---------- Data provided

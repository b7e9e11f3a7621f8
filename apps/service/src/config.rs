use std::time::Duration;
use std::{env, fmt, fs, path};

use serde::{Deserialize, Serialize};
use thiserror::Error;

#[derive(Debug, Error)]
pub enum Error {
    #[error("failed to read config {path}: {source}")]
    Read { path: path::PathBuf, source: std::io::Error },
    #[error("failed to write config {path}: {source}")]
    Write { path: path::PathBuf, source: std::io::Error },
    #[error("failed to parse config: {0}")]
    Parse(#[from] toml::de::Error),
    #[error("failed to serialize config: {0}")]
    Serialize(#[from] toml::ser::Error),
    #[error("no config directory available (set XDG_CONFIG_HOME or HOME)")]
    ConfigPathUnavailable,
}

#[derive(Debug, Clone, PartialEq, Serialize, Deserialize, Default)]
#[serde(default)]
pub struct Config {
    pub database: DatabaseSettings,
    pub checks: CheckSettings,
    pub proxies: ProxySettings,
    pub retention: RetentionSettings,
}

#[derive(Debug, Clone, PartialEq, Serialize, Deserialize)]
#[serde(default)]
pub struct DatabaseSettings {
    pub path: String,
}

/// Knobs read by the check orchestrator at the start of every cycle
#[derive(Debug, Clone, PartialEq, Serialize, Deserialize)]
#[serde(default)]
pub struct CheckSettings {
    pub auto_check: bool,
    pub limit_concurrent_checks: usize,
    pub probe_timeout_seconds: u64,
    /// Checked nodes become due again once `checked_at` is older than this
    pub stale_after_seconds: u64,
    pub interval_seconds: u64,
}

#[derive(Debug, Clone, PartialEq, Serialize, Deserialize)]
#[serde(default)]
pub struct ProxySettings {
    /// Newline separated proxy list
    pub url: String,
    pub refresh_interval_seconds: u64,
}

#[derive(Debug, Clone, PartialEq, Serialize, Deserialize)]
#[serde(default)]
pub struct RetentionSettings {
    pub check_ttl_seconds: u64,
    pub cleanup_interval_seconds: u64,
}

impl Default for DatabaseSettings {
    fn default() -> Self {
        Self { path: "chainwatch.db".into() }
    }
}

impl Default for CheckSettings {
    fn default() -> Self {
        Self {
            auto_check: true,
            limit_concurrent_checks: 10,
            probe_timeout_seconds: 5,
            stale_after_seconds: 60,
            interval_seconds: 3,
        }
    }
}

impl Default for ProxySettings {
    fn default() -> Self {
        Self { url: "http://localhost:8000".into(), refresh_interval_seconds: 60 }
    }
}

impl Default for RetentionSettings {
    fn default() -> Self {
        Self { check_ttl_seconds: 3 * 60 * 60, cleanup_interval_seconds: 600 }
    }
}

impl CheckSettings {
    pub fn probe_timeout(&self) -> Duration {
        Duration::from_secs(self.probe_timeout_seconds)
    }

    pub fn stale_after(&self) -> chrono::Duration {
        chrono::Duration::seconds(self.stale_after_seconds as i64)
    }
}

/// Used to ensure we are actually reading a toml file
fn normalize_toml_path(path: &path::Path) -> path::PathBuf {
    let mut path = path.to_path_buf();
    if path.extension().map(|ext| ext != "toml").unwrap_or(true) {
        path.set_extension("toml");
    }
    path
}

/// Get default config path ($XDG_CONFIG_HOME/chainwatch/config.toml or
/// $HOME/.config/...)
pub fn default_config_path() -> Result<path::PathBuf, Error> {
    let path = if let Ok(config_home) = env::var("XDG_CONFIG_HOME") {
        path::PathBuf::from(config_home)
    } else if let Some(home_dir) = env::home_dir() {
        home_dir.join(".config")
    } else {
        return Err(Error::ConfigPathUnavailable);
    };

    Ok(path.join("chainwatch/config.toml"))
}

impl fmt::Display for Config {
    fn fmt(&self, f: &mut fmt::Formatter<'_>) -> fmt::Result {
        let write_indented = |level: usize| {
            move |f: &mut fmt::Formatter<'_>, label: &str, value: &dyn fmt::Display| {
                writeln!(f, "  {:indent$}{}: {}", "", label, value, indent = level * 2)
            }
        };
        let write_title_indented = |level: usize| {
            move |f: &mut fmt::Formatter<'_>, label: &str| {
                writeln!(f, "{:indent$}{}", "", label, indent = level * 2)
            }
        };

        let write_title_1 = write_title_indented(1);
        let write_1 = write_indented(1);

        writeln!(f, "Current Configuration:")?;
        write_title_1(f, "Database")?;
        write_1(f, "Path", &self.database.path)?;
        write_title_1(f, "Checks")?;
        write_1(f, "Auto Check", &self.checks.auto_check)?;
        write_1(f, "Concurrent Limit", &self.checks.limit_concurrent_checks)?;
        write_1(f, "Probe Timeout (s)", &self.checks.probe_timeout_seconds)?;
        write_1(f, "Stale After (s)", &self.checks.stale_after_seconds)?;
        write_1(f, "Interval (s)", &self.checks.interval_seconds)?;
        write_title_1(f, "Proxies")?;
        write_1(f, "Source URL", &self.proxies.url)?;
        write_1(f, "Refresh Interval (s)", &self.proxies.refresh_interval_seconds)?;
        write_title_1(f, "Retention")?;
        write_1(f, "Check TTL (s)", &self.retention.check_ttl_seconds)?;
        write_1(f, "Cleanup Interval (s)", &self.retention.cleanup_interval_seconds)?;

        Ok(())
    }
}

impl Config {
    /// Resolve the config path: the given one (forced to `.toml`) or the default
    pub fn resolve_path(optional_path: Option<impl AsRef<path::Path>>) -> Result<path::PathBuf, Error> {
        match optional_path {
            Some(path) => Ok(normalize_toml_path(path.as_ref())),
            None => default_config_path(),
        }
    }

    /// Generate Config structure from file
    ///
    /// Creates a default config at the resolved path if none exists yet.
    pub fn from_config(optional_path: Option<impl AsRef<path::Path>>) -> Result<Self, Error> {
        let config_path = Self::resolve_path(optional_path)?;

        if config_path.exists() {
            Self::read(&config_path)
        } else {
            let config = Self::default();
            config.write_config(&config_path)?;
            Ok(config)
        }
    }

    /// Read an existing config file
    pub fn read(path: &path::Path) -> Result<Self, Error> {
        let raw_string = fs::read_to_string(path)
            .map_err(|source| Error::Read { path: path.to_path_buf(), source })?;
        Ok(toml::from_str(raw_string.as_str())?)
    }

    /// Serialize and write a config to a file
    pub fn write_config(&self, path: &path::Path) -> Result<(), Error> {
        let config_str: String = toml::to_string_pretty(self)?;

        if let Some(parent) = path.parent() {
            fs::create_dir_all(parent)
                .map_err(|source| Error::Write { path: path.to_path_buf(), source })?;
        }

        fs::write(path, config_str).map_err(|source| Error::Write { path: path.to_path_buf(), source })
    }
}
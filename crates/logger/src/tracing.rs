use std::env::var;

use tracing::{level_filters::LevelFilter, warn};
use tracing_subscriber::{Layer, filter::EnvFilter, layer::SubscriberExt, util::SubscriberInitExt};

/// Output format of the log layer, picked from `RUST_LOG_FORMAT`.
#[derive(Debug, Clone, Copy, PartialEq, Eq, Default)]
pub enum LogFormat {
    #[default]
    Compact,
    Json,
}

impl LogFormat {
    pub fn parse(raw: &str) -> Self {
        match raw.trim().to_ascii_lowercase().as_str() {
            "json" => LogFormat::Json,
            _ => LogFormat::Compact,
        }
    }
}

pub fn init() {
    init_with_level(LevelFilter::INFO);
}

/// Install the global subscriber. `RUST_LOG` overrides `level` per target.
pub fn init_with_level(level: LevelFilter) {
    let env_filter = EnvFilter::builder().with_default_directive(level.into()).from_env_lossy();

    let log_format = var("RUST_LOG_FORMAT")
        .inspect_err(|error| {
            warn!("Failed to read RUST_LOG_FORMAT, falling back to default: {error}")
        })
        .map(|raw| LogFormat::parse(&raw))
        .unwrap_or_default();

    let log_layer = match log_format {
        LogFormat::Json => tracing_subscriber::fmt::layer()
            .json()
            .with_current_span(false)
            .with_filter(env_filter)
            .boxed(),
        LogFormat::Compact => tracing_subscriber::fmt::layer()
            .compact()
            .with_target(false)
            .with_filter(env_filter)
            .boxed(),
    };

    // A second init (tests, repeated CLI setup) keeps the first subscriber.
    if tracing_subscriber::registry().with(log_layer).try_init().is_err() {
        warn!("Tracing subscriber already installed");
    }
}
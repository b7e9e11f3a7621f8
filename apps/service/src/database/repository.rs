use std::collections::HashMap;

use anyhow::{Context, Result};
use async_trait::async_trait;
use chrono::{DateTime, Utc};
use libsql::{Row, params};
use uuid::Uuid;

use super::models::{Check, CheckHistory, Node, i64_to_timestamp, timestamp_to_i64};
use crate::monitoring::types::NodeStatus;
use crate::network::Network;
use crate::pool::LibsqlPool;

const NODE_COLUMNS: &str =
    "id, network, url, status, height, check_history, checked_at, last_ok_at, created_at";

const CHECK_COLUMNS: &str =
    "id, node_id, network, url, proxy, status, elapsed, response, created_at, expires_at";

/// Storage operations the check core relies on
#[async_trait]
pub trait Database: Send + Sync {
    /// Insert a node unless its URL is already registered. Returns whether a row was created.
    async fn insert_node(&self, node: &Node) -> Result<bool>;

    async fn node_exists(&self, url: &str) -> Result<bool>;

    async fn get_node(&self, id: Uuid) -> Result<Option<Node>>;

    /// Up to `limit` nodes that were never checked, in no particular order
    async fn find_unchecked_nodes(&self, limit: usize) -> Result<Vec<Node>>;

    /// Up to `limit` nodes last checked before `checked_before`, oldest first
    async fn find_stale_nodes(&self, checked_before: DateTime<Utc>, limit: usize) -> Result<Vec<Node>>;

    /// Persist the check-owned fields of a node
    async fn save_node_check(&self, node: &Node) -> Result<()>;

    async fn insert_check(&self, check: &Check) -> Result<()>;

    async fn count_nodes_by_network(&self) -> Result<HashMap<Network, u64>>;

    /// Nodes whose last successful check is newer than `since`
    async fn find_live_nodes(&self, since: DateTime<Utc>) -> Result<Vec<Node>>;

    async fn recent_checks(&self, limit: usize) -> Result<Vec<Check>>;

    /// Remove checks whose `expires_at` has passed; returns the number removed
    async fn delete_expired_checks(&self, now: DateTime<Utc>) -> Result<u64>;
}

/// LibSQL database implementation
pub struct DatabaseImpl {
    pool: LibsqlPool,
}

impl DatabaseImpl {
    pub fn new_from_pool(pool: LibsqlPool) -> Self {
        Self { pool }
    }

    async fn get_conn(&self) -> Result<deadpool::managed::Object<crate::pool::LibsqlManager>> {
        Ok(self.pool.get().await?)
    }

    async fn query_nodes(&self, sql: &str, params: impl libsql::params::IntoParams) -> Result<Vec<Node>> {
        let conn = self.get_conn().await?;
        let mut rows = conn.query(sql, params).await?;

        let mut nodes = Vec::new();
        while let Some(row) = rows.next().await? {
            nodes.push(node_from_row(&row)?);
        }
        Ok(nodes)
    }
}

fn node_from_row(row: &Row) -> Result<Node> {
    let id: String = row.get(0)?;
    let network: String = row.get(1)?;
    let status: String = row.get(3)?;
    let history: String = row.get(5)?;

    Ok(Node {
        id: Uuid::parse_str(&id)?,
        network: network.parse()?,
        url: row.get(2)?,
        status: NodeStatus::from_db(&status),
        height: row.get::<Option<i64>>(4)?.map(|v| v as u64),
        check_history: CheckHistory::from_json(&history)
            .with_context(|| format!("invalid check_history for node {}", id))?,
        checked_at: row.get::<Option<i64>>(6)?.map(i64_to_timestamp),
        last_ok_at: row.get::<Option<i64>>(7)?.map(i64_to_timestamp),
        created_at: i64_to_timestamp(row.get(8)?),
    })
}

fn check_from_row(row: &Row) -> Result<Check> {
    let id: String = row.get(0)?;
    let node_id: String = row.get(1)?;
    let network: String = row.get(2)?;
    let status: String = row.get(5)?;
    let response: String = row.get(7)?;

    Ok(Check {
        id: Uuid::parse_str(&id)?,
        node_id: Uuid::parse_str(&node_id)?,
        network: network.parse()?,
        url: row.get(3)?,
        proxy: row.get(4)?,
        status: NodeStatus::from_db(&status),
        elapsed: row.get(6)?,
        response: serde_json::from_str(&response)?,
        created_at: i64_to_timestamp(row.get(8)?),
        expires_at: i64_to_timestamp(row.get(9)?),
    })
}

#[async_trait]
impl Database for DatabaseImpl {
    async fn insert_node(&self, node: &Node) -> Result<bool> {
        let conn = self.get_conn().await?;

        let inserted = conn
            .execute(
                "INSERT INTO nodes (id, network, url, status, height, check_history, checked_at, last_ok_at, created_at) VALUES (?, ?, ?, ?, ?, ?, ?, ?, ?) ON CONFLICT(url) DO NOTHING",
                params![
                    node.id.to_string(),
                    node.network.as_str(),
                    node.url.clone(),
                    node.status.as_str(),
                    node.height.map(|v| v as i64),
                    node.check_history.to_json(),
                    node.checked_at.map(timestamp_to_i64),
                    node.last_ok_at.map(timestamp_to_i64),
                    timestamp_to_i64(node.created_at)
                ],
            )
            .await?;

        Ok(inserted > 0)
    }

    async fn node_exists(&self, url: &str) -> Result<bool> {
        let conn = self.get_conn().await?;
        let mut rows = conn.query("SELECT 1 FROM nodes WHERE url = ? LIMIT 1", params![url]).await?;
        Ok(rows.next().await?.is_some())
    }

    async fn get_node(&self, id: Uuid) -> Result<Option<Node>> {
        let sql = format!("SELECT {} FROM nodes WHERE id = ?", NODE_COLUMNS);
        Ok(self.query_nodes(&sql, params![id.to_string()]).await?.into_iter().next())
    }

    async fn find_unchecked_nodes(&self, limit: usize) -> Result<Vec<Node>> {
        let sql = format!("SELECT {} FROM nodes WHERE checked_at IS NULL LIMIT ?", NODE_COLUMNS);
        self.query_nodes(&sql, params![limit as i64]).await
    }

    async fn find_stale_nodes(&self, checked_before: DateTime<Utc>, limit: usize) -> Result<Vec<Node>> {
        let sql = format!(
            "SELECT {} FROM nodes WHERE checked_at IS NOT NULL AND checked_at < ? ORDER BY checked_at ASC LIMIT ?",
            NODE_COLUMNS
        );
        self.query_nodes(&sql, params![timestamp_to_i64(checked_before), limit as i64]).await
    }

    async fn save_node_check(&self, node: &Node) -> Result<()> {
        let conn = self.get_conn().await?;

        conn.execute(
            "UPDATE nodes SET status = ?, height = ?, check_history = ?, checked_at = ?, last_ok_at = ? WHERE id = ?",
            params![
                node.status.as_str(),
                node.height.map(|v| v as i64),
                node.check_history.to_json(),
                node.checked_at.map(timestamp_to_i64),
                node.last_ok_at.map(timestamp_to_i64),
                node.id.to_string()
            ],
        )
        .await?;

        Ok(())
    }

    async fn insert_check(&self, check: &Check) -> Result<()> {
        let conn = self.get_conn().await?;

        conn.execute(
            "INSERT INTO checks (id, node_id, network, url, proxy, status, elapsed, response, created_at, expires_at) VALUES (?, ?, ?, ?, ?, ?, ?, ?, ?, ?)",
            params![
                check.id.to_string(),
                check.node_id.to_string(),
                check.network.as_str(),
                check.url.clone(),
                check.proxy.clone(),
                check.status.as_str(),
                check.elapsed,
                check.response.to_string(),
                timestamp_to_i64(check.created_at),
                timestamp_to_i64(check.expires_at)
            ],
        )
        .await?;

        Ok(())
    }

    async fn count_nodes_by_network(&self) -> Result<HashMap<Network, u64>> {
        let conn = self.get_conn().await?;
        let mut rows = conn.query("SELECT network, COUNT(*) FROM nodes GROUP BY network", ()).await?;

        let mut counts = HashMap::new();
        while let Some(row) = rows.next().await? {
            let network: String = row.get(0)?;
            let count: i64 = row.get(1)?;
            counts.insert(network.parse()?, count as u64);
        }
        Ok(counts)
    }

    async fn find_live_nodes(&self, since: DateTime<Utc>) -> Result<Vec<Node>> {
        let sql = format!(
            "SELECT {} FROM nodes WHERE last_ok_at > ? ORDER BY network, url",
            NODE_COLUMNS
        );
        self.query_nodes(&sql, params![timestamp_to_i64(since)]).await
    }

    async fn recent_checks(&self, limit: usize) -> Result<Vec<Check>> {
        let conn = self.get_conn().await?;
        let sql = format!("SELECT {} FROM checks ORDER BY created_at DESC LIMIT ?", CHECK_COLUMNS);
        let mut rows = conn.query(&sql, params![limit as i64]).await?;

        let mut checks = Vec::new();
        while let Some(row) = rows.next().await? {
            checks.push(check_from_row(&row)?);
        }
        Ok(checks)
    }

    async fn delete_expired_checks(&self, now: DateTime<Utc>) -> Result<u64> {
        let conn = self.get_conn().await?;
        let deleted = conn
            .execute("DELETE FROM checks WHERE expires_at <= ?", params![timestamp_to_i64(now)])
            .await?;
        Ok(deleted)
    }
}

--------------------

#### Task directions:
Among the records above, a stretch begins at the line containing "or the default" and ends at the line containing "let raw_string = fs::read_to_string(path)". Restate that stretch word for word, and nothing else.

#### Output of the task:
    /// Resolve the config path: the given one (forced to `.toml`) or the default
    pub fn resolve_path(optional_path: Option<impl AsRef<path::Path>>) -> Result<path::PathBuf, Error> {
        match optional_path {
            Some(path) => Ok(normalize_toml_path(path.as_ref())),
            None => default_config_path(),
        }
    }

    /// Generate Config structure from file
    ///
    /// Creates a default config at the resolved path if none exists yet.
    pub fn from_config(optional_path: Option<impl AsRef<path::Path>>) -> Result<Self, Error> {
        let config_path = Self::resolve_path(optional_path)?;

        if config_path.exists() {
            Self::read(&config_path)
        } else {
            let config = Self::default();
            config.write_config(&config_path)?;
            Ok(config)
        }
    }

    /// Read an existing config file
    pub fn read(path: &path::Path) -> Result<Self, Error> {
        let raw_string = fs::read_to_string(path)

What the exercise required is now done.